PfBlockerNG 2.1.1_5 / Pfsense 2.4
-
Thx for your help. I'll start from scratch and report back.
-
One last thing ? Are you using Unbound (and not DNS Forwarder)?
-
Yes, I am using Unbound
Unchecked retain settings, Saved and uninstalled/reinstalled. Not getting any errors at all but still cant get the DNSBL service to start.
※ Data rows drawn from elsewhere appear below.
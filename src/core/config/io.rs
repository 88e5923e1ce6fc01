use crate::core::config::data::Config;
use directories::ProjectDirs;
use std::fs;
use std::path::{Path, PathBuf};

/// Errors that can occur when loading configuration from disk.
#[derive(Debug, thiserror::Error)]
pub enum ConfigError {
    #[error("Failed to read config at {path}: {source}")]
    Read {
        path: PathBuf,
        source: std::io::Error,
    },

    #[error("Failed to parse config at {path}: {source}")]
    Parse {
        path: PathBuf,
        source: toml::de::Error,
    },
}

impl Config {
    /// Load configuration from `config_path`, falling back to defaults when
    /// the file does not exist.
    pub fn load_from_path(config_path: &Path) -> Result<Config, ConfigError> {
        if config_path.exists() {
            let contents = fs::read_to_string(config_path).map_err(|source| ConfigError::Read {
                path: config_path.to_path_buf(),
                source,
            })?;
            let config: Config =
                toml::from_str(&contents).map_err(|source| ConfigError::Parse {
                    path: config_path.to_path_buf(),
                    source,
                })?;
            Ok(config)
        } else {
            Ok(Config::default())
        }
    }

    /// Load from the platform config directory (`toolgate/config.toml`).
    pub fn load() -> Result<Config, ConfigError> {
        Self::load_from_path(&Self::config_path())
    }

    pub fn config_path() -> PathBuf {
        let proj_dirs = ProjectDirs::from("org", "permacommons", "toolgate")
            .expect("Failed to determine config directory");
        proj_dirs.config_dir().join("config.toml")
    }
}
Maybe someone else can chime in who's on 2.4 who is possibly getting the same issue to confirm.
-
Check Diagnostics / Sockets to see if some other process would have the same ports open
root lighttpd_p 4228 5 tcp4 *:8081 *:* root lighttpd_p 4228 6 tcp4 *:8443 *:*You can also try this in a shell to see if it report error.
/usr/local/etc/rc.d/dnsbl.sh restart -
No other services using those ports
Using the restart command gives me:
2016-12-20 21:00:48: (network.c.603) SSL: couldn't read X509 certificate from '/var/unbound/dnsbl_cert.pem'
-
Does /var/unbound/dnsbl_cert.pem exist?
-
Yup, its there.
-
and it looks like a certificate with
-----BEGIN PRIVATE KEY----- ... -----END PRIVATE KEY----- -----BEGIN CERTIFICATE----- ... -----END CERTIFICATE----- -
Looks like this:
–---BEGIN PRIVATE KEY-----
.....
-----END PRIVATE KEY-----
-
Delete the file and do a Force Update to see if this fixes it.
-
I've confirmed that it was deleted, Force Updated and confirmed that it get recreated.
Recreates the same type of format of key with just Begin and End Private Key.
Comes up with the same couldnt read x509 certificate error as before when trying to restart
-
Can you try to use the pem from another 2.3.2 system an test with it.
-
Progress!!
Yup, that let me start the service and its showing up green now, but I'm not seeing any packets being blocked though.
****Disregard that, I see some packet drops, its working. Sweet, thank you.
-
Try http://10.10.10.1
-
Blank page and the browser title bar says 10.10.10.1 (1x1)
That correct?
-
Yes
-
Thanks again, Ron. Is this easily resolved for a permanent fix?
2.1.1_6?
-
Can't tell,
maybe we will get a patch, or another release, or back to 2.1.1_4, only BBcan177 can tell.But now we know where the problem is.
-
Can't tell,
maybe we will get a patch, or another release, or back to 2.1.1_4, only BBcan177 can tell.But now we know where the problem is.
Testing a patch now… Will update in a day or so...
-
PM sent, code changes seem to fix the problem perfectly.